TASK TO COMPLETE
The listing below must be reproduced in full, exactly as written.

DATA EXTRACT
-----

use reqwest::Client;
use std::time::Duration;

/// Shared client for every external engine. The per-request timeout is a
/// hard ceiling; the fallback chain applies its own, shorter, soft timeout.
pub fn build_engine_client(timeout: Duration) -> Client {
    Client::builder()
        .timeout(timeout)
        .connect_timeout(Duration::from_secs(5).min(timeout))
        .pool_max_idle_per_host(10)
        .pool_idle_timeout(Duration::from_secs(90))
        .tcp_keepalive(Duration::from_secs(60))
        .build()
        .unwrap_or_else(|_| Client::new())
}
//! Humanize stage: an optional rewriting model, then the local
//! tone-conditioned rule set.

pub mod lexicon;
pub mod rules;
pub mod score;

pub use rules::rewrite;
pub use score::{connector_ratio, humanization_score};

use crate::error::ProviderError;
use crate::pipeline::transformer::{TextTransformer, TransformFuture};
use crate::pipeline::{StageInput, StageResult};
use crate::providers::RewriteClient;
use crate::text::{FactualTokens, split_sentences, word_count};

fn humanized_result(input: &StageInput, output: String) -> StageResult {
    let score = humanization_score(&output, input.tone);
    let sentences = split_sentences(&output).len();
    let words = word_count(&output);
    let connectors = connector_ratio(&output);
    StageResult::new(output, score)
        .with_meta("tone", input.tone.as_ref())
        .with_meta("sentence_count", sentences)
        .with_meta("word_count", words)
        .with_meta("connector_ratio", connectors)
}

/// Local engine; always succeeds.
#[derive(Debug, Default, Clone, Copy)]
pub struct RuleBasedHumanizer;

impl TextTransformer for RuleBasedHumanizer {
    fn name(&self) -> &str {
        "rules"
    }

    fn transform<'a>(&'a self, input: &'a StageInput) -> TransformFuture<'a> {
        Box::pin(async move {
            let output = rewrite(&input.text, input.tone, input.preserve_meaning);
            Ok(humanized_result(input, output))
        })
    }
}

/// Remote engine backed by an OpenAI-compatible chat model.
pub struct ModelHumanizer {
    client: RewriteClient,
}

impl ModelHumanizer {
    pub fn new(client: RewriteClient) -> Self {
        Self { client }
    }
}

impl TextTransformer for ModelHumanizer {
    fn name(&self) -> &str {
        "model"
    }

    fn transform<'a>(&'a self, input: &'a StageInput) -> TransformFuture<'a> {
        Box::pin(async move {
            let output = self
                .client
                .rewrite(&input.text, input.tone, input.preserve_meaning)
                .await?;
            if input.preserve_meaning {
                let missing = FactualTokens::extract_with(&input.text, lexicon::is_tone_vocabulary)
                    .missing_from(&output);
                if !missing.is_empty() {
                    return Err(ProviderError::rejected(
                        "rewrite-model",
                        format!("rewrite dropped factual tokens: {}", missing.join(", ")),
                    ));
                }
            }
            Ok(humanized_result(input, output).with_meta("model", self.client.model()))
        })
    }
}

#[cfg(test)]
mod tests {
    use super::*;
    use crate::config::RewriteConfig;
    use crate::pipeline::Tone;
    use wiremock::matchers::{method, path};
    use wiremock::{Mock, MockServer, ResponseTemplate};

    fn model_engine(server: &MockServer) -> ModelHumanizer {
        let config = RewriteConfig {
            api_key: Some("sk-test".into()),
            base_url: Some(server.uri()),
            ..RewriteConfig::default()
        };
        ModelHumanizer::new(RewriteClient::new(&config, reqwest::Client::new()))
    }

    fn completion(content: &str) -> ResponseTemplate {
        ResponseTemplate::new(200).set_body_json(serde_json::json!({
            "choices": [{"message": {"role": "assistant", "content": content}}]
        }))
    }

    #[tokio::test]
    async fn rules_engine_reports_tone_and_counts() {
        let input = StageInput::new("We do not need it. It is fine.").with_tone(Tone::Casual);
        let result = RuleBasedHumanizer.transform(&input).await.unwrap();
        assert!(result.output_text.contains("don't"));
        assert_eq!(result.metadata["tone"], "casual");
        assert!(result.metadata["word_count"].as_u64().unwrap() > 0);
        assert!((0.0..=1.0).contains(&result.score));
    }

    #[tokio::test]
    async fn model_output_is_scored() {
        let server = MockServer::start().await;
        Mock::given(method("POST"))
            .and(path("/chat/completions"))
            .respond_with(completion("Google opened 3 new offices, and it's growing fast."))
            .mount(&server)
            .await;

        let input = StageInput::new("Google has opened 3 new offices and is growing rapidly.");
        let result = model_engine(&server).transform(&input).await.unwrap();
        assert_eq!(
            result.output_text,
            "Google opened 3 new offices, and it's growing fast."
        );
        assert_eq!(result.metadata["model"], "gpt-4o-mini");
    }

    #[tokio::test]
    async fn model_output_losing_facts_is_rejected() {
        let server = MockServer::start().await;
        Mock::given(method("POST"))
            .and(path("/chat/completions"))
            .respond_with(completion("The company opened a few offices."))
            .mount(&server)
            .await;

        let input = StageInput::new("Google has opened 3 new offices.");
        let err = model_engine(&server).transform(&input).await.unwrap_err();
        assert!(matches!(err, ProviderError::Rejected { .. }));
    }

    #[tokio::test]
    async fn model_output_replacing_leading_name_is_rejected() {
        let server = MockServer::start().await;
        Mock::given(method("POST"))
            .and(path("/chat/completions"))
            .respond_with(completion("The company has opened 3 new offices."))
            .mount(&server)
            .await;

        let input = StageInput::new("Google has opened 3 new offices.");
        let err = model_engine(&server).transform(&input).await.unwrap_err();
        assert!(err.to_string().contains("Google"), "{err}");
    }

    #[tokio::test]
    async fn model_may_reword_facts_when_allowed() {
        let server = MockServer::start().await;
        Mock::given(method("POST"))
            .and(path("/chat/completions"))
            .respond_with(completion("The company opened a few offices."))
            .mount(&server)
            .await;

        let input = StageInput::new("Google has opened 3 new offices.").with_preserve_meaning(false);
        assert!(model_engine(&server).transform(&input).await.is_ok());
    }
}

-----

RESULT FOR THIS TASK
use reqwest::Client;
use std::time::Duration;

/// Shared client for every external engine. The per-request timeout is a
/// hard ceiling; the fallback chain applies its own, shorter, soft timeout.
pub fn build_engine_client(timeout: Duration) -> Client {
    Client::builder()
        .timeout(timeout)
        .connect_timeout(Duration::from_secs(5).min(timeout))
        .pool_max_idle_per_host(10)
        .pool_idle_timeout(Duration::from_secs(90))
        .tcp_keepalive(Duration::from_secs(60))
        .build()
        .unwrap_or_else(|_| Client::new())
}
//! Humanize stage: an optional rewriting model, then the local
//! tone-conditioned rule set.

pub mod lexicon;
pub mod rules;
pub mod score;

pub use rules::rewrite;
pub use score::{connector_ratio, humanization_score};

use crate::error::ProviderError;
use crate::pipeline::transformer::{TextTransformer, TransformFuture};
use crate::pipeline::{StageInput, StageResult};
use crate::providers::RewriteClient;
use crate::text::{FactualTokens, split_sentences, word_count};

fn humanized_result(input: &StageInput, output: String) -> StageResult {
    let score = humanization_score(&output, input.tone);
    let sentences = split_sentences(&output).len();
    let words = word_count(&output);
    let connectors = connector_ratio(&output);
    StageResult::new(output, score)
        .with_meta("tone", input.tone.as_ref())
        .with_meta("sentence_count", sentences)
        .with_meta("word_count", words)
        .with_meta("connector_ratio", connectors)
}

/// Local engine; always succeeds.
#[derive(Debug, Default, Clone, Copy)]
pub struct RuleBasedHumanizer;

impl TextTransformer for RuleBasedHumanizer {
    fn name(&self) -> &str {
        "rules"
    }

    fn transform<'a>(&'a self, input: &'a StageInput) -> TransformFuture<'a> {
        Box::pin(async move {
            let output = rewrite(&input.text, input.tone, input.preserve_meaning);
            Ok(humanized_result(input, output))
        })
    }
}

/// Remote engine backed by an OpenAI-compatible chat model.
pub struct ModelHumanizer {
    client: RewriteClient,
}

impl ModelHumanizer {
    pub fn new(client: RewriteClient) -> Self {
        Self { client }
    }
}

impl TextTransformer for ModelHumanizer {
    fn name(&self) -> &str {
        "model"
    }

    fn transform<'a>(&'a self, input: &'a StageInput) -> TransformFuture<'a> {
        Box::pin(async move {
            let output = self
                .client
                .rewrite(&input.text, input.tone, input.preserve_meaning)
                .await?;
            if input.preserve_meaning {
                let missing = FactualTokens::extract_with(&input.text, lexicon::is_tone_vocabulary)
                    .missing_from(&output);
                if !missing.is_empty() {
                    return Err(ProviderError::rejected(
                        "rewrite-model",
                        format!("rewrite dropped factual tokens: {}", missing.join(", ")),
                    ));
                }
            }
            Ok(humanized_result(input, output).with_meta("model", self.client.model()))
        })
    }
}

#[cfg(test)]
mod tests {
    use super::*;
    use crate::config::RewriteConfig;
    use crate::pipeline::Tone;
    use wiremock::matchers::{method, path};
    use wiremock::{Mock, MockServer, ResponseTemplate};

    fn model_engine(server: &MockServer) -> ModelHumanizer {
        let config = RewriteConfig {
            api_key: Some("sk-test".into()),
            base_url: Some(server.uri()),
            ..RewriteConfig::default()
        };
        ModelHumanizer::new(RewriteClient::new(&config, reqwest::Client::new()))
    }

    fn completion(content: &str) -> ResponseTemplate {
        ResponseTemplate::new(200).set_body_json(serde_json::json!({
            "choices": [{"message": {"role": "assistant", "content": content}}]
        }))
    }

    #[tokio::test]
    async fn rules_engine_reports_tone_and_counts() {
        let input = StageInput::new("We do not need it. It is fine.").with_tone(Tone::Casual);
        let result = RuleBasedHumanizer.transform(&input).await.unwrap();
        assert!(result.output_text.contains("don't"));
        assert_eq!(result.metadata["tone"], "casual");
        assert!(result.metadata["word_count"].as_u64().unwrap() > 0);
        assert!((0.0..=1.0).contains(&result.score));
    }

    #[tokio::test]
    async fn model_output_is_scored() {
        let server = MockServer::start().await;
        Mock::given(method("POST"))
            .and(path("/chat/completions"))
            .respond_with(completion("Google opened 3 new offices, and it's growing fast."))
            .mount(&server)
            .await;

        let input = StageInput::new("Google has opened 3 new offices and is growing rapidly.");
        let result = model_engine(&server).transform(&input).await.unwrap();
        assert_eq!(
            result.output_text,
            "Google opened 3 new offices, and it's growing fast."
        );
        assert_eq!(result.metadata["model"], "gpt-4o-mini");
    }

    #[tokio::test]
    async fn model_output_losing_facts_is_rejected() {
        let server = MockServer::start().await;
        Mock::given(method("POST"))
            .and(path("/chat/completions"))
            .respond_with(completion("The company opened a few offices."))
            .mount(&server)
            .await;

        let input = StageInput::new("Google has opened 3 new offices.");
        let err = model_engine(&server).transform(&input).await.unwrap_err();
        assert!(matches!(err, ProviderError::Rejected { .. }));
    }

    #[tokio::test]
    async fn model_output_replacing_leading_name_is_rejected() {
        let server = MockServer::start().await;
        Mock::given(method("POST"))
            .and(path("/chat/completions"))
            .respond_with(completion("The company has opened 3 new offices."))
            .mount(&server)
            .await;

        let input = StageInput::new("Google has opened 3 new offices.");
        let err = model_engine(&server).transform(&input).await.unwrap_err();
        assert!(err.to_string().contains("Google"), "{err}");
    }

    #[tokio::test]
    async fn model_may_reword_facts_when_allowed() {
        let server = MockServer::start().await;
        Mock::given(method("POST"))
            .and(path("/chat/completions"))
            .respond_with(completion("The company opened a few offices."))
            .mount(&server)
            .await;

        let input = StageInput::new("Google has opened 3 new offices.").with_preserve_meaning(false);
        assert!(model_engine(&server).transform(&input).await.is_ok());
    }
}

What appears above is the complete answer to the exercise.